The first key to Sales Marketing alignment is communication. Bringing these two functions together will be a continual effort — while there is some foundational work that needs to be done, the players change and the relationship is always evolving. Often the first step is the hardest – reaching out to your counterparts in Sales and starting to engage to figure out how who you need to align with, and on what level. Start with casual conversations between Marketing and Sales leaders (coffee outside the office is always a good option) and then start to formalize the relationship with regularly scheduled check-ins. While it’s crucial that alignment starts at the top, at the exec level, you actually need all levels of the organization to be connected to their colleagues on the other side of the fence. Marketing Ops Analysts need to be connected to Sales Ops Analysts, and so forth.

2. Joint Training

Another method to improve Sales Marketing alignment that isn’t employed nearly enough is combined team training or coaching. It’s best not to do this as a two-hour webinar, but rather in-person interactive group training. As Heidi Bullock, VP of Demand Generation at Marketo, mentions in her webinar ‘Sales and Marketing Alignment Tips’ the amount and type of training you implement is incredibly important. On the webinar she mentions a study where companies that went from two days of training annually to ten plus days annually of combined sales and marketing training saw an increase of 29% more business from new logos for sales. While sales and marketing training alone did have some positive outcomes it wasn’t as effective as combined group training.
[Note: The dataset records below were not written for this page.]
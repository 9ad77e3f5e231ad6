//! Message exchange over UDP. Every datagram carries one raw UTF-8 message;
//! no framing is needed since the transport keeps message boundaries.
//!
//! Payloads are capped at [`MAX_DATAGRAM_LEN`] bytes. Receivers read into a
//! buffer one byte larger than the cap, so a datagram that fills it must
//! have been truncated by the kernel and is rejected as
//! [`ChatError::Oversized`] instead of being passed on cut short.
//!
//! There are no timeouts or retries: a client whose request or reply is
//! lost waits forever.

use std::net::{Ipv4Addr, Ipv6Addr, SocketAddr, UdpSocket};

use tracing::{debug, error, instrument, warn};

use crate::console::{Console, Incoming};
use crate::error::ChatError;
use crate::session::Termination;
use crate::turn::{Turn, TurnTracker};

pub const MAX_DATAGRAM_LEN: usize = 1024;

fn receive_text(socket: &UdpSocket) -> Result<Incoming, ChatError> {
    let mut buffer = [0u8; MAX_DATAGRAM_LEN + 1];
    let (len, from) = socket.recv_from(&mut buffer)?;
    if len > MAX_DATAGRAM_LEN {
        return Err(ChatError::Oversized {
            len,
            limit: MAX_DATAGRAM_LEN,
        });
    }

    let text = std::str::from_utf8(&buffer[..len])
        .map_err(|e| ChatError::Framing(format!("datagram from {} is not UTF-8: {}", from, e)))?;
    Ok(Incoming {
        from,
        text: text.to_string(),
    })
}

fn send_text(socket: &UdpSocket, to: SocketAddr, text: &str) -> Result<(), ChatError> {
    if text.len() > MAX_DATAGRAM_LEN {
        return Err(ChatError::Oversized {
            len: text.len(),
            limit: MAX_DATAGRAM_LEN,
        });
    }
    socket.send_to(text.as_bytes(), to)?;
    Ok(())
}

/// Bound socket answering whoever writes to it. Keeps no state about
/// senders between datagrams.
pub struct DatagramServer {
    socket: UdpSocket,
    turns: TurnTracker,
}

impl DatagramServer {
    pub fn bind(addr: SocketAddr) -> Result<Self, ChatError> {
        let socket = UdpSocket::bind(addr)?;
        Ok(DatagramServer {
            socket,
            turns: TurnTracker::new(Turn::Receive),
        })
    }

    pub fn local_addr(&self) -> Result<SocketAddr, ChatError> {
        Ok(self.socket.local_addr()?)
    }

    /// Blocks for the next datagram.
    pub fn receive(&mut self) -> Result<Incoming, ChatError> {
        self.turns.check(Turn::Receive)?;
        let message = receive_text(&self.socket)?;
        self.turns.complete();
        Ok(message)
    }

    /// Answers the sender of the datagram just received.
    pub fn reply(&mut self, to: SocketAddr, text: &str) -> Result<(), ChatError> {
        self.turns.check(Turn::Send)?;
        send_text(&self.socket, to, text)?;
        self.turns.complete();
        Ok(())
    }

    /// Runs until the console has nothing more to say. Transport errors
    /// are reported and the server goes back to waiting.
    #[instrument(skip_all)]
    pub fn serve<C: Console>(mut self, console: &mut C) -> Termination {
        loop {
            self.turns.reset();
            let message = match self.receive() {
                Ok(message) => message,
                Err(e) => {
                    error!("Error: {}", e);
                    continue;
                }
            };
            console.incoming(&message);

            loop {
                let Some(reply) = console.outgoing() else {
                    return Termination::Finished;
                };
                match self.reply(message.from, &reply) {
                    Ok(()) => break,
                    Err(e @ ChatError::Oversized { .. }) => {
                        warn!("Reply not sent: {}", e);
                    }
                    Err(e) => {
                        error!("Failed to reply to {}: {}", message.from, e);
                        break;
                    }
                }
            }
        }
    }
}

/// Socket sending to one fixed endpoint. There is no connection; the
/// OS picks an ephemeral local port.
pub struct DatagramClient {
    socket: UdpSocket,
    target: SocketAddr,
    turns: TurnTracker,
}

impl DatagramClient {
    pub fn open(target: SocketAddr) -> Result<Self, ChatError> {
        let local: SocketAddr = if target.is_ipv4() {
            (Ipv4Addr::UNSPECIFIED, 0).into()
        } else {
            (Ipv6Addr::UNSPECIFIED, 0).into()
        };
        let socket = UdpSocket::bind(local)?;
        Ok(DatagramClient {
            socket,
            target,
            turns: TurnTracker::new(Turn::Send),
        })
    }

    pub fn target(&self) -> SocketAddr {
        self.target
    }

    pub fn local_addr(&self) -> Result<SocketAddr, ChatError> {
        Ok(self.socket.local_addr()?)
    }

    pub fn send(&mut self, text: &str) -> Result<(), ChatError> {
        self.turns.check(Turn::Send)?;
        send_text(&self.socket, self.target, text)?;
        self.turns.complete();
        Ok(())
    }

    /// Blocks for exactly one reply datagram.
    pub fn receive(&mut self) -> Result<Incoming, ChatError> {
        self.turns.check(Turn::Receive)?;
        let message = receive_text(&self.socket)?;
        if message.from != self.target {
            debug!("Reply came from {} rather than {}", message.from, self.target);
        }
        self.turns.complete();
        Ok(message)
    }

    /// Send, wait, show, until the console is done or something fails.
    /// The socket is released on every way out.
    #[instrument(skip_all, fields(target = %self.target))]
    pub fn converse<C: Console>(mut self, console: &mut C) -> Termination {
        loop {
            let Some(text) = console.outgoing() else {
                return Termination::Finished;
            };
            match self.send(&text) {
                Ok(()) => {}
                Err(e @ ChatError::Oversized { .. }) => {
                    warn!("Message not sent: {}", e);
                    continue;
                }
                Err(e) => return Termination::from_error(e),
            }

            match self.receive() {
                Ok(reply) => console.incoming(&reply),
                Err(e) => return Termination::from_error(e),
            }
        }
    }
}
This just goes to show that jointly investing in your personnel can lead to excellent returns and better alignment.

3. Go To Market Glossary

Another best practice, and one that is rarely done effectively, is aligning around the vernacular of the business by moving from a spoken to written culture. When sales and marketing teams do not speak the exact same language, the amount of misinformation that can flow back and forth is astounding. The solution for this is simple but yet rarely employed: building out a Go-To-Market Glossary. Most organizations spend a lot of time on joint definitions around leads, or they might go a bit further and define all the various funnel stages, but they usually don’t go far enough. What organizations really need is a codex far beyond the formal definition of what qualifies as a lead, and gets in to things like product definitions, explains the acronyms and terminology used by the different teams, the selling motions, etc. This way there is a reference document that can always be referred to and reduce confusion from the respective teams. Some of the things that are difficult to achieve alignment on will surprise you – for instance, I’ve had hours long discussions trying to nail down the difference between ‘inbound’ and ‘outbound’ sales activities. Without common understanding of the key vernacular in the business, you end up wasting so much time and effort (and can even lead to angry conversations) because you are using similar words to refer to different things entirely.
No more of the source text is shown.